Evangelical politics CIA subversion accountability crime corruption business politics books

The arrest and imprisonment in North Korea of US citizen Kenneth Bae raises once again the issue of the use of religion and humanitarianism as covert vehicles for furthering US hegemony.

The controversy surrounding former NBA star Dennis Rodman’s “basketball diplomacy” in North Korea centers around his apparent refusal to “speak on behalf” of Kenneth Bae, a US citizen imprisoned in North Korea for what Pyongyang has referred to as “crimes against the state.” Naturally, the Western media narrative on the Bae case is that he is a devout Christian who simply may have broken North Korean laws regarding religion and religious paraphernalia.
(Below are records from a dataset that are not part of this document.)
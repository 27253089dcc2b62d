//! Lunar Runner -- main loop and application entry point.
//!
//! Architecture: winit drives the event loop via `ApplicationHandler`. All
//! simulation runs inside `RedrawRequested` on a variable timestep clamped by
//! `TimeState` (one slow frame never teleports the track):
//!
//!   1. `begin_frame()` -- measure wall-clock delta, clamp it
//!   2. feed input edges to the session, advance the session one step
//!   3. Rebuild the world mesh from session state
//!   4. Upload camera uniform, issue draw calls, composite the egui HUD
//!
//! The session owns the whole run (phase machine, track, barriers, player,
//! cutscenes); this file only wires it to the window, GPU, and HUD.

mod assets;
mod barrier;
mod collision;
mod config;
mod cutscene;
mod loading;
mod player;
mod session;
mod sound;
mod track;

use std::collections::HashMap;
use std::sync::Arc;

use wgpu::util::DeviceExt;
use winit::application::ApplicationHandler;
use winit::event::{ElementState, WindowEvent};
use winit::event_loop::{ActiveEventLoop, ControlFlow, EventLoop};
use winit::keyboard::{KeyCode, PhysicalKey};
use winit::window::{Window, WindowId};

use assets::{load_manifest_from_path, load_texture_or_fallback, AssetManifest};
use config::{load_tuning_from_path, Tuning};
use loading::LoadingScreen;
use lunar_core::action::ActionKind;
use lunar_core::input::{InputState, Key};
use lunar_core::rig::{load_rig_from_path, ActionClip, ActionRig};
use lunar_core::time::TimeState;
use lunar_core::tween::{Ease, Tween};
use lunar_overlay::{DebugStats, HudOverlay, HudState};
use lunar_platform::window::PlatformConfig;
use lunar_render::{FollowCamera, GpuContext, MeshVertex, ScenePipeline, Texture};
use player::Player;
use session::{GameSession, Phase};
use sound::{MusicPlayer, MUSIC_VOLUME};

const MANIFEST_PATH: &str = "assets/manifest.json";

const GROUND_WIDTH: f32 = 3.2;
const ROAD_WIDTH: f32 = 2.9;
const BARRIER_HALF: [f32; 3] = [0.37, 0.16, 0.1];
const PLAYER_HALF: [f32; 3] = [0.165, 0.15, 0.15];
const EARTH_CENTER: [f32; 3] = [0.0, 4.0, 90.0];
const EARTH_HALF_SIZE: f32 = 30.0;
const EARTH_SPIN_SECS: f32 = 10.0;

// Tints keep the scene readable even when every texture fell back to white.
const GROUND_COLOR: [f32; 4] = [0.23, 0.23, 0.27, 1.0];
const ROAD_COLOR: [f32; 4] = [0.42, 0.42, 0.48, 1.0];
const BARRIER_COLOR: [f32; 4] = [0.78, 0.22, 0.2, 1.0];
const PLAYER_COLOR: [f32; 4] = [0.9, 0.78, 0.35, 1.0];
const EARTH_COLOR: [f32; 4] = [0.35, 0.55, 0.9, 1.0];

/// A contiguous run of indices that share the same texture binding.
/// Draw calls are merged when consecutive faces use the same texture,
/// minimizing GPU bind-group switches during the render pass.
#[derive(Debug, Clone)]
struct DrawCall {
    texture_key: Arc<str>,
    index_start: u32,
    index_count: u32,
}

struct GpuWorldTexture {
    _texture: Texture,
    bind_group: wgpu::BindGroup,
}

/// All mutable game state. Constructed lazily in `ApplicationHandler::resumed`
/// once the window and GPU surface are available.
///
/// Ownership is split into three conceptual groups:
///  - **Core systems** (time, input, camera) -- updated every frame
///  - **Session** (phase machine, track, barriers, player) -- the game itself
///  - **GPU resources** (vertex/index/camera buffers, draw calls) -- rebuilt
///    from session state each frame
struct GameState {
    window: Arc<Window>,
    gpu: GpuContext,
    time: TimeState,
    input: InputState,
    camera: FollowCamera,
    scene_pipeline: ScenePipeline,
    hud: HudOverlay,
    loading: LoadingScreen,
    session: GameSession,
    music: MusicPlayer,
    earth_spin: Tween,
    textures: HashMap<Arc<str>, GpuWorldTexture>,

    // --- Per-frame GPU mesh state ---------------------------------------
    // The world mesh is rebuilt on the CPU each frame, then streamed into
    // these GPU buffers. Buffers grow (power-of-two) but never shrink.
    vertex_buffer: wgpu::Buffer,
    index_buffer: wgpu::Buffer,
    camera_buffer: wgpu::Buffer,
    camera_bind_group: wgpu::BindGroup,
    mesh_vertex_capacity: usize,
    mesh_index_capacity: usize,
    draw_calls: Vec<DrawCall>,
}

impl GameState {
    fn new(window: Arc<Window>) -> Self {
        let gpu = GpuContext::new(window.clone());
        let time = TimeState::new();
        let input = InputState::new();
        let scene_pipeline = ScenePipeline::new(&gpu.device, gpu.surface_format);
        let hud = HudOverlay::new(&gpu.device, gpu.surface_format, &window);

        let mut loading = LoadingScreen::new();
        loading.show();

        let manifest_path = std::path::Path::new(MANIFEST_PATH);
        let manifest = match load_manifest_from_path(manifest_path) {
            Ok(manifest) => manifest,
            Err(err) => {
                loading.fail(err);
                fallback_manifest()
            }
        };

        let total_steps = manifest.step_count();
        let mut completed_steps = 0usize;
        let mut step_done = |loading: &mut LoadingScreen| {
            completed_steps += 1;
            loading.update_progress(100.0 * completed_steps as f32 / total_steps as f32);
        };

        let tuning = match load_tuning_from_path(&manifest.tuning) {
            Ok(tuning) => tuning,
            Err(err) => {
                loading.fail(err);
                Tuning::default()
            }
        };
        step_done(&mut loading);

        let rig = match load_rig_from_path(&manifest.rig) {
            Ok(rig) => rig,
            Err(err) => {
                loading.fail(err);
                fallback_rig()
            }
        };
        step_done(&mut loading);

        let mut textures = HashMap::new();
        for (name, path) in &manifest.textures {
            let texture = load_texture_or_fallback(&gpu.device, &gpu.queue, path, name);
            let bind_group = scene_pipeline.create_texture_bind_group(&gpu.device, &texture);
            textures.insert(
                Arc::<str>::from(name.as_str()),
                GpuWorldTexture {
                    _texture: texture,
                    bind_group,
                },
            );
            step_done(&mut loading);
        }

        let music = match &manifest.music {
            Some(path) => MusicPlayer::play_looped(path, MUSIC_VOLUME),
            None => MusicPlayer::silent(),
        };

        if loading.error().is_none() {
            loading.hide();
        }

        let session = GameSession::new(tuning, rig);
        let camera = FollowCamera::new(gpu.size.0, gpu.size.1);
        let earth_spin =
            Tween::new(0.0, std::f32::consts::TAU, EARTH_SPIN_SECS, Ease::Linear).repeating();

        let camera_uniform = camera.build_uniform();
        let camera_buffer = gpu
            .device
            .create_buffer_init(&wgpu::util::BufferInitDescriptor {
                label: Some("Camera Uniform Buffer"),
                contents: bytemuck::cast_slice(&[camera_uniform]),
                usage: wgpu::BufferUsages::UNIFORM | wgpu::BufferUsages::COPY_DST,
            });
        let camera_bind_group =
            scene_pipeline.create_camera_bind_group(&gpu.device, &camera_buffer);
        let vertex_buffer = create_vertex_buffer(&gpu.device, 1);
        let index_buffer = create_index_buffer(&gpu.device, 1);

        let mut state = Self {
            window,
            gpu,
            time,
            input,
            camera,
            scene_pipeline,
            hud,
            loading,
            session,
            music,
            earth_spin,
            textures,
            vertex_buffer,
            index_buffer,
            camera_buffer,
            camera_bind_group,
            mesh_vertex_capacity: 0,
            mesh_index_capacity: 0,
            draw_calls: Vec::new(),
        };

        state.rebuild_world_mesh();
        state
    }

    fn rebuild_world_mesh(&mut self) {
        // Build a single CPU-side mesh each frame from session state, then
        // stream it into GPU buffers.
        let (vertices, indices, draw_calls) = self.build_mesh();
        self.ensure_mesh_capacity(vertices.len(), indices.len());
        self.draw_calls = draw_calls;

        if !vertices.is_empty() {
            self.gpu
                .queue
                .write_buffer(&self.vertex_buffer, 0, bytemuck::cast_slice(&vertices));
        }
        if !indices.is_empty() {
            self.gpu
                .queue
                .write_buffer(&self.index_buffer, 0, bytemuck::cast_slice(&indices));
        }
    }

    fn build_mesh(&self) -> (Vec<MeshVertex>, Vec<u32>, Vec<DrawCall>) {
        let tuning = self.session.tuning();
        let quad_estimate = tuning.ground_count
            + tuning.road_count
            + self.session.barriers.barriers().len() * 6
            + 8;
        let mut vertices = Vec::with_capacity(quad_estimate * 4);
        let mut indices = Vec::with_capacity(quad_estimate * 6);
        let mut draw_calls = Vec::with_capacity(8);

        // Track surfaces: each band position is the segment's rear edge.
        for &z0 in self.session.grounds.positions() {
            add_horizontal_quad(
                &mut vertices,
                &mut indices,
                &mut draw_calls,
                "ground",
                [0.0, 0.0, z0 + tuning.ground_length * 0.5],
                GROUND_WIDTH,
                tuning.ground_length,
                [1.0, tuning.ground_length / GROUND_WIDTH],
                GROUND_COLOR,
            );
        }
        for &z0 in self.session.roads.positions() {
            add_horizontal_quad(
                &mut vertices,
                &mut indices,
                &mut draw_calls,
                "road",
                [0.0, 0.01, z0 + tuning.road_length * 0.5],
                ROAD_WIDTH,
                tuning.road_length,
                [1.0, 1.0],
                ROAD_COLOR,
            );
        }

        for barrier in self.session.barriers.barriers() {
            let x = tuning.lane_offsets[barrier.lane];
            add_box(
                &mut vertices,
                &mut indices,
                &mut draw_calls,
                "barrier",
                [x, BARRIER_HALF[1], barrier.z],
                BARRIER_HALF,
                BARRIER_COLOR,
            );
        }

        let player = &self.session.player;
        add_box(
            &mut vertices,
            &mut indices,
            &mut draw_calls,
            "player",
            [
                player.x,
                PLAYER_HALF[1] + player.height,
                collision::PLAYER_Z,
            ],
            player_render_half(player),
            PLAYER_COLOR,
        );

        if self.session.descending() {
            add_spinning_quad(
                &mut vertices,
                &mut indices,
                &mut draw_calls,
                "earth",
                EARTH_CENTER,
                EARTH_HALF_SIZE,
                self.earth_spin.value(),
                EARTH_COLOR,
            );
        }

        (vertices, indices, draw_calls)
    }

    fn ensure_mesh_capacity(&mut self, vertex_count: usize, index_count: usize) {
        if vertex_count > self.mesh_vertex_capacity {
            let new_capacity = vertex_count.next_power_of_two();
            self.vertex_buffer = create_vertex_buffer(&self.gpu.device, new_capacity);
            self.mesh_vertex_capacity = new_capacity;
        }
        if index_count > self.mesh_index_capacity {
            let new_capacity = index_count.next_power_of_two();
            self.index_buffer = create_index_buffer(&self.gpu.device, new_capacity);
            self.mesh_index_capacity = new_capacity;
        }
    }

    fn apply_input(&mut self) {
        if self.input.is_just_pressed(Key::Left) || self.input.is_just_pressed(Key::A) {
            self.session.steer_left();
        }
        if self.input.is_just_pressed(Key::Right) || self.input.is_just_pressed(Key::D) {
            self.session.steer_right();
        }
        if self.input.is_just_pressed(Key::Space) {
            self.session.jump();
        }
    }

    fn hud_state(&self) -> HudState {
        let show_score = score_visible(self.session.phase(), self.session.halted());
        HudState {
            show_start: self.session.phase() == Phase::NotStarted && !self.loading.is_visible(),
            loading_visible: self.loading.is_visible(),
            loading_fraction: self.loading.fraction(),
            loading_error: self.loading.error().map(str::to_string),
            score: show_score.then(|| self.session.score()),
            center_text: self.session.center_text().map(str::to_string),
            center_alpha: self.session.center_alpha(),
            end_message: self.session.end_message().map(str::to_string),
        }
    }
}

struct App {
    config: PlatformConfig,
    state: Option<GameState>,
}

impl App {
    fn new() -> Self {
        Self {
            config: PlatformConfig::default(),
            state: None,
        }
    }
}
As reported by The Telegraph, Bae and his group were using his tourist agency as a vehicle for proselytizing their Christian beliefs in the stridently atheist country. Participants in Bae’s group admitted to smuggling Bibles into the country, singing Christian songs and, in reference to the biblical story of Jericho, “praying for the walls to come down.” Whether one disagrees with a religious ideology being criminalized, it is an incontrovertible fact that Bae and his groups committed what Pyongyang considers to be a very serious crime.
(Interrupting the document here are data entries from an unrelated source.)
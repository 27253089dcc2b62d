//! Barrier spawning, movement, and culling.
//!
//! Spawn timing is accumulated run time rather than wall-clock, so a paused
//! or slow frame never bursts out a barrier cluster. Culling is a single
//! `retain` pass; removal never happens while indexing into the live list.

use rand::Rng;

#[derive(Debug, Clone, Copy, PartialEq)]
pub struct Barrier {
    /// Lane index 0..=2; the lateral offset is resolved through tuning.
    pub lane: usize,
    /// Position along the travel axis.
    pub z: f32,
}

#[derive(Debug, Clone, Copy, Default, PartialEq)]
pub struct BarrierUpdate {
    pub spawned: bool,
    pub culled: u32,
    /// Sum of the random 1-10 increments for every barrier culled this frame.
    pub score_gain: u32,
}

#[derive(Debug, Clone)]
pub struct BarrierField {
    pub(crate) barriers: Vec<Barrier>,
    since_spawn: f32,
    pub spawn_interval: f32,
    pub spawn_z: f32,
    pub cull_z: f32,
}

impl BarrierField {
    pub fn new(spawn_interval: f32, spawn_z: f32, cull_z: f32) -> Self {
        Self {
            barriers: Vec::new(),
            since_spawn: 0.0,
            spawn_interval,
            spawn_z,
            cull_z,
        }
    }

    pub fn barriers(&self) -> &[Barrier] {
        &self.barriers
    }

    pub fn clear(&mut self) {
        self.barriers.clear();
    }

    /// Advance all barriers by `speed * dt`, spawn when the interval has
    /// elapsed, and cull everything behind the rear threshold.
    pub fn advance<R: Rng>(&mut self, speed: f32, dt: f32, rng: &mut R) -> BarrierUpdate {
        let mut update = BarrierUpdate::default();

        self.since_spawn += dt;
        if self.since_spawn > self.spawn_interval {
            self.barriers.push(Barrier {
                lane: rng.gen_range(0..3),
                z: self.spawn_z,
            });
            self.since_spawn = 0.0;
            update.spawned = true;
        }

        for barrier in &mut self.barriers {
            barrier.z -= speed * dt;
        }

        let cull_z = self.cull_z;
        self.barriers.retain(|barrier| {
            if barrier.z < cull_z {
                update.culled += 1;
                update.score_gain += rng.gen_range(1..=10);
                false
            } else {
                true
            }
        });

        update
    }
}

#[cfg(test)]
mod tests {
    use super::*;
    use rand::rngs::StdRng;
    use rand::SeedableRng;

    fn field() -> BarrierField {
        BarrierField::new(1.2, 70.0, -15.0)
    }

    #[test]
    fn no_spawn_before_interval_elapses() {
        let mut field = field();
        let mut rng = StdRng::seed_from_u64(1);
        let update = field.advance(8.0, 1.0, &mut rng);
        assert!(!update.spawned);
        assert!(field.barriers().is_empty());
    }

    #[test]
    fn spawns_once_interval_is_exceeded() {
        let mut field = field();
        let mut rng = StdRng::seed_from_u64(1);
        field.advance(8.0, 1.0, &mut rng);
        let update = field.advance(8.0, 0.3, &mut rng);
        assert!(update.spawned);
        assert_eq!(field.barriers().len(), 1);
        assert!(field.barriers()[0].lane < 3);
        // Spawned this frame, then advanced with everything else.
        assert!((field.barriers()[0].z - (70.0 - 8.0 * 0.3)).abs() < 1e-4);
    }

    #[test]
    fn spawn_timer_resets_after_spawn() {
        let mut field = field();
        let mut rng = StdRng::seed_from_u64(7);
        field.advance(8.0, 1.3, &mut rng);
        let update = field.advance(8.0, 1.0, &mut rng);
        assert!(!update.spawned, "timer must restart from zero after a spawn");
    }

    #[test]
    fn culled_barrier_yields_score_between_1_and_10() {
        for seed in 0..50u64 {
            let mut rng = StdRng::seed_from_u64(seed);
            let mut field = field();
            field.barriers.push(Barrier { lane: 1, z: -14.9 });
            let update = field.advance(8.0, 0.05, &mut rng);
            assert_eq!(update.culled, 1);
            assert!((1..=10).contains(&update.score_gain));
        }
    }

    #[test]
    fn cull_removes_only_barriers_behind_threshold() {
        let mut field = field();
        let mut rng = StdRng::seed_from_u64(3);
        field.barriers.push(Barrier { lane: 0, z: -14.9 });
        field.barriers.push(Barrier { lane: 1, z: 5.0 });
        field.barriers.push(Barrier { lane: 2, z: -14.95 });

        let update = field.advance(8.0, 0.05, &mut rng);
        assert_eq!(update.culled, 2);
        assert_eq!(field.barriers().len(), 1);
        assert_eq!(field.barriers()[0].lane, 1);
    }

    #[test]
    fn barriers_move_backward_by_speed_times_dt() {
        let mut field = field();
        let mut rng = StdRng::seed_from_u64(5);
        field.barriers.push(Barrier { lane: 1, z: 30.0 });
        field.advance(8.0, 0.05, &mut rng);
        assert!((field.barriers()[0].z - 29.6).abs() < 1e-4);
    }

    #[test]
    fn spawn_lane_distribution_covers_all_lanes() {
        let mut field = field();
        let mut rng = StdRng::seed_from_u64(42);
        let mut seen = [false; 3];
        for _ in 0..200 {
            let update = field.advance(0.0, 1.3, &mut rng);
            assert!(update.spawned);
            seen[field.barriers().last().expect("just spawned").lane] = true;
        }
        assert_eq!(seen, [true, true, true]);
    }
}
While the imprisonment of an American in North Korea is already a story, his arrest has aroused suspicions in certain international circles that Bae, like so many before him, was in fact working with the CIA or other US intelligence agency. While it is impossible to say definitively whether Bae was in North Korea operating a legitimate tour business, or was simply using that as a cover for covert espionage, the incident again reminds us of the long-standing, sordid relationship between the US intelligence community and religious/humanitarian groups and institutions.  (more...)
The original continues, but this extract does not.